Readers of the Guardian may, over the years, have had reason to dip into Oliver Burkeman’s columns. As he hangs up his metaphorical boots, he summarised what he had personally learned from the exercise of writing these ‘self-help’ articles. In this last article he advises, for instance, something that will resonate with many an academic, harried even over the summer vacation by the endless to-do lists and the innumerable tasks that don’t ever get ticked off on those lists. His advice:

“There will always be too much to do – and this realisation is liberating.”

Whereas I accept the first part of that sentence from bitter experience, I’m not sure I have ever managed to reach the stage of being liberated.

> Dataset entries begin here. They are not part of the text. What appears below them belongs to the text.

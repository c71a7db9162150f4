// Host-side tests for the tilt engine: rotation targets, smoothing, release
// glides, and input arbitration.
// The main crate is wasm-only, so we include the pure-Rust modules directly.

#![allow(dead_code)]
mod constants {
    include!("../src/core/constants.rs");
}
mod geometry {
    include!("../src/core/geometry.rs");
}
mod tilt {
    include!("../src/core/tilt.rs");
}

use geometry::normalize_in_box;
use glam::Vec2;
use tilt::*;

fn pos_at(x: f32, y: f32, w: f32, h: f32) -> geometry::NormalizedPosition {
    normalize_in_box(Vec2::new(x, y), Vec2::new(w, h))
}

#[test]
fn top_left_corner_scenario() {
    // 300x400 box, maxima 14: the documented corner case
    let cfg = TiltConfig::default();
    let pos = pos_at(0.0, 0.0, 300.0, 400.0);
    assert_eq!(pos.centered_x, -50.0);
    assert_eq!(pos.centered_y, -50.0);
    let r = rotation_target(&pos, &cfg);
    assert!((r.x - -14.0).abs() < 1e-4);
    assert!((r.y - 14.0).abs() < 1e-4);
}

#[test]
fn rotation_saturates_at_configured_maxima() {
    let cfg = TiltConfig::default();
    for ix in 0..=10 {
        for iy in 0..=10 {
            let pos = pos_at(ix as f32 * 30.0, iy as f32 * 40.0, 300.0, 400.0);
            let r = rotation_target(&pos, &cfg);
            assert!(r.x.abs() <= cfg.max_tilt_x + 1e-4, "rotate_x {} out of range", r.x);
            assert!(r.y.abs() <= cfg.max_tilt_y + 1e-4, "rotate_y {} out of range", r.y);
            assert!(r.z.abs() <= cfg.max_tilt_z + 1e-4, "rotate_z {} out of range", r.z);
        }
    }
}

#[test]
fn spin_vanishes_at_dead_center() {
    for max_z in [0.0, 8.0, 45.0, 180.0] {
        let cfg = TiltConfig {
            max_tilt_z: max_z,
            ..TiltConfig::default()
        };
        let r = rotation_target(&pos_at(150.0, 200.0, 300.0, 400.0), &cfg);
        assert_eq!(r.z, 0.0);
    }
}

#[test]
fn glow_tracks_pointer_and_band() {
    let corner = glow_vars(&pos_at(0.0, 0.0, 300.0, 400.0));
    assert_eq!(corner.pointer_x_pct, 0.0);
    assert_eq!(corner.background_x_pct, 35.0);
    assert_eq!(corner.background_y_pct, 35.0);
    assert_eq!(corner.from_top, 0.0);
    assert_eq!(corner.from_left, 0.0);
    // corner distance saturates the scalar
    assert_eq!(corner.from_center, 1.0);

    let center = glow_vars(&pos_at(150.0, 200.0, 300.0, 400.0));
    assert_eq!(center.background_x_pct, 50.0);
    assert_eq!(center.from_center, 0.0);
}

// Engine whose bottom-left corner maps to the target {10, 10, 10}:
// centered (-50, 50) gives x = 10, y = 10, and the 135-degree polar angle
// at full radial distance gives z = (135/180) * (40/3) = 10.
fn engine_with_ten_target() -> TiltEngine {
    let cfg = TiltConfig {
        max_tilt_x: 10.0,
        max_tilt_y: 10.0,
        max_tilt_z: 40.0 / 3.0,
        ..TiltConfig::default()
    };
    let mut eng = TiltEngine::new(cfg);
    eng.set_box(Vec2::new(100.0, 100.0));
    eng.pointer_enter();
    let glow = eng.pointer_move(Vec2::new(0.0, 100.0));
    assert!(glow.is_some());
    eng
}

#[test]
fn smoothing_converges_within_sixty_frames() {
    let mut eng = engine_with_ten_target();
    let target = eng.target();
    assert!((target.x - 10.0).abs() < 1e-3);
    assert!((target.y - 10.0).abs() < 1e-3);
    assert!((target.z - 10.0).abs() < 1e-3);

    let mut frames = 0;
    loop {
        let (current, done) = eng.step_smoothing().expect("engine is attached");
        frames += 1;
        // monotone approach, never past the target
        assert!(current.x <= target.x + 1e-5);
        assert!(current.y <= target.y + 1e-5);
        assert!(current.z <= target.z + 1e-5);
        if done {
            break;
        }
        assert!(frames < 60, "smoothing failed to converge");
    }
    assert!(frames <= 60);
    // exact snap on termination
    assert_eq!(eng.current(), target);
    assert!(!eng.needs_smoothing());
}

#[test]
fn finished_smoothing_is_a_stable_no_op() {
    let mut eng = engine_with_ten_target();
    while let Some((_, done)) = eng.step_smoothing() {
        if done {
            break;
        }
    }
    let settled = eng.current();
    let (again, done) = eng.step_smoothing().expect("engine is attached");
    assert!(done);
    assert_eq!(again, settled);
}

#[test]
fn reduced_motion_pins_rotation_but_not_glow() {
    let mut eng = TiltEngine::new(TiltConfig::default());
    eng.set_box(Vec2::new(300.0, 400.0));
    eng.set_reduce_motion(true);
    eng.pointer_enter();
    let glow = eng.pointer_move(Vec2::new(0.0, 0.0)).expect("glow still updates");
    assert_eq!(eng.target(), Rotation::ZERO);
    assert_eq!(glow.pointer_x_pct, 0.0);
    assert_eq!(glow.from_center, 1.0);
    assert_eq!(glow.background_x_pct, 35.0);
}

#[test]
fn release_glides_back_to_rest() {
    let mut eng = TiltEngine::new(TiltConfig::default());
    eng.set_box(Vec2::new(300.0, 400.0));
    eng.pointer_enter();
    // right edge, vertical center
    eng.pointer_move(Vec2::new(300.0, 200.0));
    assert!(eng.target().y < 0.0);

    eng.pointer_leave(1000.0, 600.0);
    assert_eq!(eng.phase(), TiltPhase::Releasing);

    let first = eng.step_release(1000.0).expect("glide running");
    assert!(!first.done);
    assert!(first.rotation.y < 0.0, "starts from the last pointer position");

    let mid = eng.step_release(1300.0).expect("glide running");
    assert!(!mid.done);
    assert!(mid.rotation.y.abs() < first.rotation.y.abs());

    let last = eng.step_release(1600.0).expect("glide running");
    assert!(last.done);
    assert_eq!(last.rotation, Rotation::ZERO);
    assert_eq!(eng.current(), Rotation::ZERO);
    assert_eq!(eng.phase(), TiltPhase::Idle);

    // the glide cleared itself; no further frames are produced
    assert!(eng.step_release(1700.0).is_none());
}

#[test]
fn pointer_enter_cancels_release() {
    let mut eng = TiltEngine::new(TiltConfig::default());
    eng.set_box(Vec2::new(300.0, 400.0));
    eng.pointer_move(Vec2::new(300.0, 200.0));
    eng.pointer_leave(0.0, 600.0);
    assert_eq!(eng.phase(), TiltPhase::Releasing);

    eng.pointer_enter();
    assert_eq!(eng.phase(), TiltPhase::Hovering);
    assert!(eng.step_release(100.0).is_none());
}

#[test]
fn pointer_move_reclaims_a_releasing_card() {
    let mut eng = TiltEngine::new(TiltConfig::default());
    eng.set_box(Vec2::new(300.0, 400.0));
    eng.pointer_move(Vec2::new(300.0, 200.0));
    eng.pointer_leave(0.0, 600.0);

    assert!(eng.pointer_move(Vec2::new(150.0, 0.0)).is_some());
    assert_eq!(eng.phase(), TiltPhase::Hovering);
    assert!(eng.step_release(100.0).is_none());
}

#[test]
fn detach_stops_everything() {
    let mut eng = engine_with_ten_target();
    eng.pointer_leave(0.0, 600.0);
    eng.detach();

    assert!(eng.is_detached());
    assert_eq!(eng.current(), Rotation::ZERO);
    assert_eq!(eng.target(), Rotation::ZERO);
    // a stale frame callback firing after unmount produces no writes
    assert!(eng.step_smoothing().is_none());
    assert!(eng.step_release(100.0).is_none());
    assert!(eng.pointer_move(Vec2::new(10.0, 10.0)).is_none());
    assert!(eng.orientation_input(30.0, 10.0, 5.0).is_none());
    assert!(!eng.needs_smoothing());
}

#[test]
fn orientation_only_drives_an_idle_card() {
    let mut eng = TiltEngine::new(TiltConfig::default());
    eng.set_box(Vec2::new(300.0, 400.0));

    assert!(eng.orientation_input(30.0, 10.0, 5.0).is_some());
    assert_eq!(eng.phase(), TiltPhase::Idle);

    eng.pointer_enter();
    assert!(eng.orientation_input(30.0, 10.0, 5.0).is_none());

    eng.pointer_move(Vec2::new(10.0, 10.0));
    eng.pointer_leave(0.0, 600.0);
    assert!(eng.orientation_input(30.0, 10.0, 5.0).is_none());

    // glide finishes; the gyroscope may speak again
    while let Some(frame) = eng.step_release(10_000.0) {
        if frame.done {
            break;
        }
    }
    assert_eq!(eng.phase(), TiltPhase::Idle);
    assert!(eng.orientation_input(30.0, 10.0, 5.0).is_some());
}

#[test]
fn orientation_mapping_uses_rest_pitch() {
    let size = Vec2::new(300.0, 400.0);
    // at rest pitch and no roll the synthetic pointer sits at (h/2, w/2)
    let rest = orientation_offset(20.0, 0.0, size, 5.0);
    assert_eq!(rest, Vec2::new(200.0, 150.0));

    let rolled = orientation_offset(20.0, 10.0, size, 5.0);
    assert_eq!(rolled, Vec2::new(250.0, 150.0));

    let pitched = orientation_offset(30.0, 0.0, size, 5.0);
    assert_eq!(pitched, Vec2::new(200.0, 200.0));
}

#[test]
fn narrow_viewports_scale_the_maxima() {
    let cfg = TiltConfig::default().scaled_for_viewport(400.0);
    assert!((cfg.max_tilt_x - 14.0 * 0.8).abs() < 1e-5);
    assert!((cfg.max_tilt_y - 14.0 * 0.8).abs() < 1e-5);
    assert!((cfg.max_tilt_z - 8.0 * 0.8).abs() < 1e-5);

    let wide = TiltConfig::default().scaled_for_viewport(800.0);
    assert_eq!(wide.max_tilt_x, 14.0);

    let fixed = TiltConfig {
        responsive_scaling: false,
        ..TiltConfig::default()
    }
    .scaled_for_viewport(400.0);
    assert_eq!(fixed.max_tilt_x, 14.0);
}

In my experience, there is nothing less liberating than waking at 2am remembering the urgent task on that list, however small, that you have neglected to do for the nth day running. It simply leads to the next day being less productive than it should have been – so even fewer tasks get completed – because of a lack of sleep. There will indeed, always be too much to do. The challenge is to sort the urgent from the important. Burkeman gives no advice on that.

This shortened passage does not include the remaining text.